Professione Editoria

Luigi Filippelli, editore, scrittore e fumettista, è autore di 13 sardine circa e dei fumetti Cipolla, Stereolite e Un corpo smembrato ed è co-fondatore dell’officina editoriale MalEdizioni.

Com’è nata la storia d’amore tra te e il fumetto?

È nata che ero ancora piccolino. In casa mia ci sono sempre stati fumetti. Il primo che ho acquistato con i miei risparmi è stato un fumetto dei supereroi, c’erano in copertina Visione e Occhio di Falco. C’erano l’azione, i costumi, l’avventura. Queste storie iniziavano a porti dei quesiti impegnativi: cosa significa essere un eroe, quali sono le cose giuste da fare e cosa invece va contro gli altri? Poco alla volta ho iniziato ad accumularli.
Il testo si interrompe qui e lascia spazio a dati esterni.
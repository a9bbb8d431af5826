// ********* Identifiers ***********

use snafu::Snafu;
use std::fmt::Display;
use std::str::FromStr;

/// An alternative (candidate), named by its 1-indexed column in the input table.
#[derive(Eq, PartialEq, Debug, Clone, Copy, Hash, Ord, PartialOrd)]
pub struct AlternativeId(pub u32);

/// An agent (voter), named by its 1-indexed row in the input table.
#[derive(Eq, PartialEq, Debug, Clone, Copy, Hash, Ord, PartialOrd)]
pub struct AgentId(pub u32);

impl Display for AlternativeId {
    fn fmt(&self, f: &mut std::fmt::Formatter<'_>) -> std::fmt::Result {
        write!(f, "{}", self.0)
    }
}

impl Display for AgentId {
    fn fmt(&self, f: &mut std::fmt::Formatter<'_>) -> std::fmt::Result {
        write!(f, "{}", self.0)
    }
}

impl From<u32> for AlternativeId {
    fn from(x: u32) -> Self {
        AlternativeId(x)
    }
}

impl From<u32> for AgentId {
    fn from(x: u32) -> Self {
        AgentId(x)
    }
}

// ********* Errors ***********

/// Errors that prevent a rule from producing a winner.
///
/// None of them is transient: the same inputs always produce the same error.
#[derive(Debug, Snafu, Clone, PartialEq)]
#[snafu(visibility(pub(crate)))]
pub enum VotingErrors {
    #[snafu(display("The election has no agents, no alternatives or no candidate winner"))]
    EmptyElection {},

    #[snafu(display("Agent {agent} is not part of the preference profile"))]
    UnknownAgent { agent: AgentId },

    #[snafu(display(
        "Score vector has {actual} weights but the profile ranks {expected} alternatives"
    ))]
    DimensionMismatch { expected: usize, actual: usize },

    #[snafu(display("Invalid tie-break policy {policy:?}: expected max, min, random or an agent"))]
    InvalidTieBreakPolicy { policy: String },

    #[snafu(display("Agent {agent} ranks none of the tied alternatives {winners:?}"))]
    NoTiebreakMatch {
        agent: AgentId,
        winners: Vec<AlternativeId>,
    },

    #[snafu(display("All the remaining alternatives were eliminated in round {round}"))]
    NoAlternativesRemain { round: u32 },

    #[snafu(display("The ranking of agent {agent} is not a permutation of the alternatives"))]
    InconsistentRanking { agent: AgentId },

    #[snafu(display("Row {row} has {actual} cells, expected {expected}"))]
    RaggedTable {
        row: usize,
        expected: usize,
        actual: usize,
    },
}

// ********* Configuration **********

/// How to pick a single alternative out of a set of tied winners.
#[derive(Eq, PartialEq, Debug, Clone, Copy, Default)]
pub enum TieBreakMode {
    /// The largest alternative identifier wins.
    #[default]
    Max,
    /// The smallest alternative identifier wins.
    Min,
    /// A uniformly random winner, drawn from the tie breaker's generator.
    Random,
    /// The tied alternative ranked highest by this agent wins.
    Agent(AgentId),
}

impl FromStr for TieBreakMode {
    type Err = VotingErrors;

    fn from_str(s: &str) -> Result<Self, Self::Err> {
        match s.trim() {
            "max" => Ok(TieBreakMode::Max),
            "min" => Ok(TieBreakMode::Min),
            "random" => Ok(TieBreakMode::Random),
            x => match x.parse::<u32>() {
                Ok(agent) if agent >= 1 => Ok(TieBreakMode::Agent(AgentId(agent))),
                _ => InvalidTieBreakPolicySnafu { policy: x }.fail(),
            },
        }
    }
}

impl Display for TieBreakMode {
    fn fmt(&self, f: &mut std::fmt::Formatter<'_>) -> std::fmt::Result {
        match self {
            TieBreakMode::Max => write!(f, "max"),
            TieBreakMode::Min => write!(f, "min"),
            TieBreakMode::Random => write!(f, "random"),
            TieBreakMode::Agent(agent) => write!(f, "{}", agent),
        }
    }
}

/// The voting rule to run, with its parameters.
#[derive(PartialEq, Debug, Clone)]
pub enum VotingRule {
    /// The top choice of the given agent wins.
    Dictatorship(AgentId),
    /// Generic positional scoring with one weight per rank.
    Scoring(Vec<f64>),
    Plurality,
    Veto,
    Borda,
    Harmonic,
    /// Single transferable vote with simultaneous elimination of the weakest.
    Stv,
    /// Sum of the raw cell values, bypassing the rankings.
    Range,
}

impl VotingRule {
    pub fn name(&self) -> &'static str {
        match self {
            VotingRule::Dictatorship(_) => "dictatorship",
            VotingRule::Scoring(_) => "scoring",
            VotingRule::Plurality => "plurality",
            VotingRule::Veto => "veto",
            VotingRule::Borda => "borda",
            VotingRule::Harmonic => "harmonic",
            VotingRule::Stv => "stv",
            VotingRule::Range => "range",
        }
    }
}

// ******** Output data structures *********

/// Statistics for one round.
///
/// The positional rules and range voting only have one round. STV has one round
/// per elimination step, followed by the round that elects the winner.
#[derive(PartialEq, Debug, Clone)]
pub struct RoundStats {
    pub round: u32,
    pub tally: Vec<(AlternativeId, f64)>,
    pub tally_results_elected: Vec<AlternativeId>,
    pub tally_result_eliminated: Vec<AlternativeId>,
}

#[derive(PartialEq, Debug, Clone)]
pub struct VotingResult {
    pub winner: AlternativeId,
    /// The winner set before tie-breaking. Always contains `winner`.
    pub tied: Vec<AlternativeId>,
    pub round_stats: Vec<RoundStats>,
}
Poi dai supereroi cos’è successo?

Sono sempre stato un lettore onnivoro. Ero un grande appassionato delle enciclopedie dei dinosauri, per esempio. A un certo punto, crescendo, prima mi sono aperto verso il manga, poi ho incontrato il fumetto europeo, soprattutto fantasy. Sia i fumetti americani che i manga erano molto accessibili dal punto di vista economico per un ragazzo. Più avanti, avendo più disponibilità economica, esplorando, sono arrivato al graphic novel. Credo che il fumetto abbia tantissime potenzialità narrative da questo punto di vista. È bello continuare a esplorarlo ed è tuttora in espansione.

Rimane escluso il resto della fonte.